Дико было слышать такие слова в трактире у Турина, и в то же время трудно было выдумать приличное возражение, и мы ушли на свежий, вольный воздух, который скоро разогнал всякие нечистые помыслы… Но прежде чем мой рассказ пойдет дальше, я должен познакомить вас с моим добрым другом. Пожалуйста, не думайте, чтоб я назвал его вам настоящим его именем, — этого не будет, я назову его просто Ивановым. Он был сын тульского мещанина, кузнечного мастера. Раз его отец, вздумав нажить копейку, сам приехал в Москву, а с собой взял и сына. Купец взял у него весь товар на чистые деньги, а кстати выпросил у него и сына: ‘Отдай-ка его мне, мальчик-то шустрый, я его выучу, сделаю человеком!’ А мальчик, надо сказать, только спал и видел, как бы попасть в Москву. Он был один из тех миллионов честных, здоровых созданий, которые издалека смотрят на столицу как на рай, где можно пройти всякую науку, смотрят долго и пристально, пока жизнь не унесет их в другую сторону… Из школы Иванов поступил в гимназию, где мы и сошлись с ним. Он думал идти в университет, сделаться словесником, как и я, но, оставя гимназию, тотчас же женился и взял себе место уездного учителя, и теперь, вероятно, не променяет его ни на какое профессорство…

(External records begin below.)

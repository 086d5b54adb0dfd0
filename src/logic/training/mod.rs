//! Training Module - class-weighted training of the hybrid model
//!
//! ## Components:
//! - `class_weight`: balanced per-class weights
//! - `loss`: weighted binary cross-entropy from logits
//! - `trainer`: epoch loop, lifecycle state, divergence and cancellation

pub mod class_weight;
pub mod loss;
pub mod trainer;

#[cfg(test)]
mod tests;

use std::sync::atomic::AtomicBool;
use std::sync::Arc;

use uuid::Uuid;

pub use class_weight::ClassWeightTable;
pub use loss::{accuracy_from_logits, bce_with_logits, weighted_bce_with_logits};
pub use trainer::{Trainer, TrainingHistory, TrainingState, TrainingStatus};

use crate::logic::config::{ArchitectureConfig, TrainingConfig};
use crate::logic::dataset::ConnectionRecord;
use crate::logic::error::Result;
use crate::logic::evaluation::{evaluate, EvaluationReport};
use crate::logic::model::{HybridModel, ModelArtifact};
use crate::logic::pipeline::Pipeline;

/// Everything a finished run produces
#[derive(Debug, Clone)]
pub struct TrainingOutcome {
    pub run_id: Uuid,
    pub model: HybridModel,
    pub pipeline: Pipeline,
    pub report: EvaluationReport,
}

impl TrainingOutcome {
    pub fn artifact(&self) -> Result<ModelArtifact> {
        ModelArtifact::new(&self.model, &self.pipeline, self.run_id)
    }
}

/// Preprocess, train and evaluate on the held-out partition
pub fn run_training(records: &[ConnectionRecord], config: &TrainingConfig) -> Result<TrainingOutcome> {
    run_training_with_cancel(records, config, None)
}

pub fn run_training_with_cancel(
    records: &[ConnectionRecord],
    config: &TrainingConfig,
    cancel: Option<Arc<AtomicBool>>,
) -> Result<TrainingOutcome> {
    config.validate()?;
    let run_id = Uuid::new_v4();
    log::info!("Run {}: {} records", run_id, records.len());

    let (pipeline, data) = Pipeline::fit(records, config)?;

    let arch = ArchitectureConfig::new(pipeline.width()).with_num_tokens(config.num_tokens);
    let mut model = HybridModel::new(arch, config.seed)?;

    let mut trainer = Trainer::new(config.clone(), &data.train_y)?;
    if let Some(flag) = cancel {
        trainer = trainer.with_cancel_flag(flag);
    }
    trainer.fit(&mut model, &data.train_x, &data.train_y, &data.test_x, &data.test_y)?;

    let probabilities = model.predict_batched(&data.test_x, config.batch_size)?;
    let report = evaluate(&probabilities.to_vec(), &data.test_y)?
        .with_run_id(run_id)
        .with_history(trainer.history().clone());

    Ok(TrainingOutcome {
        run_id,
        model,
        pipeline,
        report,
    })
}
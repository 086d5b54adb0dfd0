//! Balanced class weights: `n_samples / (n_classes * class_count)`

use serde::{Deserialize, Serialize};

use crate::logic::error::{IdsError, Result};

#[derive(Debug, Clone, PartialEq, Serialize, Deserialize)]
pub struct ClassWeightTable {
    /// Indexed by label (0 = normal, 1 = attack)
    pub weights: [f64; 2],
    pub counts: [usize; 2],
}

impl ClassWeightTable {
    pub fn balanced(labels: &[u8]) -> Result<Self> {
        if labels.is_empty() {
            return Err(IdsError::EmptyDataset("no training labels".into()));
        }

        let mut counts = [0usize; 2];
        for &label in labels {
            counts[usize::from(label.min(1))] += 1;
        }
        if counts[0] == 0 || counts[1] == 0 {
            let present = if counts[0] == 0 { 1 } else { 0 };
            return Err(IdsError::ClassImbalanceDegenerate { present });
        }

        let n = labels.len() as f64;
        let weights = [n / (2.0 * counts[0] as f64), n / (2.0 * counts[1] as f64)];
        log::info!(
            "Class weights: normal={:.4} ({}), attack={:.4} ({})",
            weights[0],
            counts[0],
            weights[1],
            counts[1]
        );
        Ok(Self { weights, counts })
    }

    pub fn weight(&self, label: u8) -> f64 {
        self.weights[usize::from(label.min(1))]
    }

    pub fn sample_weights(&self, labels: &[u8]) -> Vec<f64> {
        labels.iter().map(|&l| self.weight(l)).collect()
    }
}
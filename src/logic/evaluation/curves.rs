//! ROC and precision-recall curves over every distinct score threshold

use serde::{Deserialize, Serialize};

use crate::logic::error::{IdsError, Result};

#[derive(Debug, Clone, PartialEq, Serialize, Deserialize)]
pub struct RocCurve {
    pub fpr: Vec<f64>,
    pub tpr: Vec<f64>,
    /// Decreasing; the first entry is +inf (nothing predicted positive)
    pub thresholds: Vec<f64>,
    pub auc: f64,
}

#[derive(Debug, Clone, PartialEq, Serialize, Deserialize)]
pub struct PrecisionRecallCurve {
    /// One longer than `thresholds`; ends with 1.0
    pub precision: Vec<f64>,
    /// One longer than `thresholds`; ends with 0.0
    pub recall: Vec<f64>,
    /// Increasing
    pub thresholds: Vec<f64>,
}

/// Cumulative (false positives, true positives, threshold) at each distinct
/// score, scores descending
fn binary_counts(labels: &[u8], scores: &[f64]) -> Result<(Vec<f64>, Vec<f64>, Vec<f64>)> {
    if labels.len() != scores.len() {
        return Err(IdsError::ShapeMismatch(format!(
            "{} labels vs {} scores",
            labels.len(),
            scores.len()
        )));
    }
    if labels.is_empty() {
        return Err(IdsError::EmptyDataset("no scores to evaluate".into()));
    }

    let mut order: Vec<usize> = (0..scores.len()).collect();
    order.sort_by(|&a, &b| scores[b].total_cmp(&scores[a]));

    let mut fps = Vec::new();
    let mut tps = Vec::new();
    let mut thresholds = Vec::new();
    let (mut fp, mut tp) = (0.0, 0.0);
    for (pos, &i) in order.iter().enumerate() {
        if labels[i] > 0 {
            tp += 1.0;
        } else {
            fp += 1.0;
        }
        let last_of_run = order
            .get(pos + 1)
            .map_or(true, |&next| scores[next] != scores[i]);
        if last_of_run {
            fps.push(fp);
            tps.push(tp);
            thresholds.push(scores[i]);
        }
    }
    Ok((fps, tps, thresholds))
}

/// Area under a curve by the trapezoidal rule; `x` may be increasing or decreasing
pub fn auc(x: &[f64], y: &[f64]) -> Result<f64> {
    if x.len() != y.len() || x.len() < 2 {
        return Err(IdsError::ShapeMismatch(format!(
            "auc needs at least 2 points of equal length, got {} and {}",
            x.len(),
            y.len()
        )));
    }
    let area: f64 = x
        .windows(2)
        .zip(y.windows(2))
        .map(|(xs, ys)| (xs[1] - xs[0]) * (ys[0] + ys[1]) / 2.0)
        .sum();
    let decreasing = x.windows(2).all(|w| w[1] <= w[0]);
    Ok(if decreasing { -area } else { area })
}

pub fn roc_curve(labels: &[u8], scores: &[f64]) -> Result<RocCurve> {
    let (fps, tps, thr) = binary_counts(labels, scores)?;

    let mut fpr = vec![0.0];
    let mut tpr = vec![0.0];
    let mut thresholds = vec![f64::INFINITY];

    let (neg, pos) = (fps[fps.len() - 1], tps[tps.len() - 1]);
    if neg == 0.0 {
        log::warn!("No negative samples: false positive rate is undefined");
    }
    if pos == 0.0 {
        log::warn!("No positive samples: true positive rate is undefined");
    }

    for ((fp, tp), t) in fps.iter().zip(tps.iter()).zip(thr.iter()) {
        fpr.push(if neg > 0.0 { fp / neg } else { f64::NAN });
        tpr.push(if pos > 0.0 { tp / pos } else { f64::NAN });
        thresholds.push(*t);
    }
    if neg == 0.0 {
        fpr[0] = f64::NAN;
    }
    if pos == 0.0 {
        tpr[0] = f64::NAN;
    }

    let area = auc(&fpr, &tpr)?;
    Ok(RocCurve {
        fpr,
        tpr,
        thresholds,
        auc: area,
    })
}

pub fn precision_recall_curve(labels: &[u8], scores: &[f64]) -> Result<PrecisionRecallCurve> {
    let (fps, tps, thr) = binary_counts(labels, scores)?;
    let pos = tps[tps.len() - 1];
    if pos == 0.0 {
        log::warn!("No positive samples: recall is set to 1.0 at every threshold");
    }

    let mut precision: Vec<f64> = fps
        .iter()
        .zip(tps.iter())
        .map(|(fp, tp)| if tp + fp > 0.0 { tp / (tp + fp) } else { 0.0 })
        .rev()
        .collect();
    let mut recall: Vec<f64> = tps
        .iter()
        .map(|tp| if pos > 0.0 { tp / pos } else { 1.0 })
        .rev()
        .collect();
    precision.push(1.0);
    recall.push(0.0);

    Ok(PrecisionRecallCurve {
        precision,
        recall,
        thresholds: thr.into_iter().rev().collect(),
    })
}
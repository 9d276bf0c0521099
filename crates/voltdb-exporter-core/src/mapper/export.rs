//! Export stream statistics, one row per stream, partition and target.

use super::{CategorySpec, HOSTNAME, LabelColumn, MILLIS, MetricColumn, ValueKind};

pub(super) static EXPORT: CategorySpec = CategorySpec {
    namespace: "voltdb_export",
    labels: &[
        HOSTNAME,
        LabelColumn::new("partitionid", "PARTITION_ID"),
        LabelColumn::new("source", "SOURCE"),
        LabelColumn::new("target", "TARGET"),
    ],
    metrics: &[
        MetricColumn::new("TUPLE_COUNT", "total_queued_tuples_count")
            .help("Tuples queued to the export stream since startup"),
        MetricColumn::new("TUPLE_PENDING", "pending_tuples_count")
            .help("Tuples not yet acknowledged by the export target"),
        MetricColumn::new("LAST_QUEUED_TIMESTAMP", "last_queued_timestamp")
            .kind(ValueKind::Timestamp)
            .help("Time the last tuple was queued, microseconds since epoch"),
        MetricColumn::new("LAST_ACKED_TIMESTAMP", "last_acked_timestamp")
            .kind(ValueKind::Timestamp)
            .help("Time the last tuple was acknowledged, microseconds since epoch"),
        MetricColumn::new("AVERAGE_LATENCY", "avg_latency")
            .unit("seconds")
            .scale(MILLIS)
            .help("Average export latency"),
        MetricColumn::new("MAX_LATENCY", "max_latency")
            .unit("seconds")
            .scale(MILLIS)
            .help("Maximum export latency"),
        MetricColumn::new("QUEUE_GAP", "missing_tuples_count")
            .help("Tuples missing from the export queue"),
    ],
};
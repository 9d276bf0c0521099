//! Turns command-line arguments into a validated [`ExporterConfig`].

use std::path::Path;
use std::time::Duration;

use voltdb_exporter_core::config::{
    CategorySelection, ConfigError, ConnectSettings, Credentials, TlsConfig,
};
use voltdb_exporter_core::ExporterConfig;

use crate::Args;

pub(crate) fn build(args: &Args) -> Result<ExporterConfig, ConfigError> {
    let servers: Vec<String> = args
        .servers
        .iter()
        .map(|s| s.trim().to_string())
        .filter(|s| !s.is_empty())
        .collect();
    if servers.is_empty() {
        return Err(ConfigError::NoServers);
    }
    for server in &servers {
        check_server(server)?;
    }

    let categories = CategorySelection::from_lists(&args.stats, &args.skipstats)?.resolve()?;

    let tls = match &args.ssl_ca {
        Some(path) if !path.is_file() => {
            return Err(ConfigError::Tls(format!(
                "CA certificate {} is not a readable file",
                path.display()
            )));
        }
        Some(path) => TlsConfig {
            enabled: true,
            ca_certificate: Some(path.clone()),
        },
        None => TlsConfig {
            enabled: args.ssl,
            ca_certificate: None,
        },
    };

    Ok(ExporterConfig {
        connection: ConnectSettings {
            servers,
            port: args.port,
            credentials: credentials(args)?,
            tls,
            request_timeout: seconds(args.request_timeout),
        },
        categories,
        interval: args.delta,
        min_gather_interval: Duration::from_millis(args.min_gather_interval_ms),
        cycle_timeout: seconds(args.cycle_timeout),
    })
}

/// Accepts `host`, `host:port`, `[v6addr]` and `[v6addr]:port`.
fn check_server(server: &str) -> Result<(), ConfigError> {
    let invalid = |why: &str| Err(ConfigError::InvalidServer(format!("'{}': {}", server, why)));
    let port = match server.strip_prefix('[') {
        Some(rest) => match rest.split_once(']') {
            Some((addr, _)) if addr.is_empty() => return invalid("empty address"),
            Some((_, "")) => None,
            Some((_, tail)) => match tail.strip_prefix(':') {
                Some(port) => Some(port),
                None => return invalid("expected ':' after ']'"),
            },
            None => return invalid("missing ']'"),
        },
        None => match server.split_once(':') {
            Some((_, port)) if port.contains(':') => {
                return invalid("IPv6 addresses must be written as [addr] or [addr]:port");
            }
            Some(("", _)) => return invalid("empty host"),
            Some((_, port)) => Some(port),
            None => None,
        },
    };
    match port.map(str::parse::<u16>) {
        Some(Err(_)) => invalid("port is not a number between 0 and 65535"),
        _ => Ok(()),
    }
}

/// `0` means no limit.
fn seconds(secs: u64) -> Option<Duration> {
    (secs > 0).then(|| Duration::from_secs(secs))
}

fn credentials(args: &Args) -> Result<Option<Credentials>, ConfigError> {
    if let Some(path) = &args.credentials {
        if args.user.is_some() || args.password.is_some() {
            return Err(ConfigError::Credentials(
                "--credentials can't be combined with --user/--password".to_string(),
            ));
        }
        return read_credentials_file(path).map(Some);
    }
    match (&args.user, &args.password) {
        (Some(username), password) => Ok(Some(Credentials {
            username: username.clone(),
            password: password.clone().unwrap_or_default(),
        })),
        (None, Some(_)) => Err(ConfigError::Credentials(
            "--password given without --user".to_string(),
        )),
        (None, None) => Ok(None),
    }
}

/// Reads a properties-style file with `username` and `password` keys.
fn read_credentials_file(path: &Path) -> Result<Credentials, ConfigError> {
    let text = std::fs::read_to_string(path)
        .map_err(|e| ConfigError::Credentials(format!("{}: {}", path.display(), e)))?;

    let mut username = None;
    let mut password = None;
    for line in text.lines() {
        let line = line.trim();
        if line.is_empty() || line.starts_with('#') || line.starts_with('!') {
            continue;
        }
        let Some((key, value)) = line.split_once(['=', ':']) else {
            continue;
        };
        match key.trim() {
            "username" => username = Some(value.trim().to_string()),
            "password" => password = Some(value.trim().to_string()),
            _ => {}
        }
    }

    match username {
        Some(username) if !username.is_empty() => Ok(Credentials {
            username,
            password: password.unwrap_or_default(),
        }),
        _ => Err(ConfigError::Credentials(format!(
            "{}: no username",
            path.display()
        ))),
    }
}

Мы вышли на воздух, и первым его делом было заговорить о жене.
— Жена кланяется тебе, велела тебя звать к себе. Надеюсь, что ты оценишь это по достоинству, потому что теперь, весной, от нее трудно ждать, чтоб могла вспомнить о чем-нибудь другом, кроме цветов. Мало того, что она завела себе садочек и буквально набила его всякими цветами, — она пристроила к дому галерею и ее всю убрала цветами, и весь у нее дом в цветах. Да вот погляди, она и теперь, когда я отправлялся в Москву, не нашла никакого другого поручения, как только о цветах, как будто это ее родные, и написала целый реестр семян и корней… — И Иванов вынул из полушубка пол-листа, латинских ботанических названий, написанных рукой его жены, крупным отчетливым почерком.
— Как, твоя жена знает по-латыни?
— Да, насколько ей нужно, чтоб удобно читать сочинения о ботанике и сельской медицине, которых у нее целая библиотечка.
— Ну, расскажи, как вы устроились там, как вы жили до сих пор: мы ведь с тобой не виделись давно…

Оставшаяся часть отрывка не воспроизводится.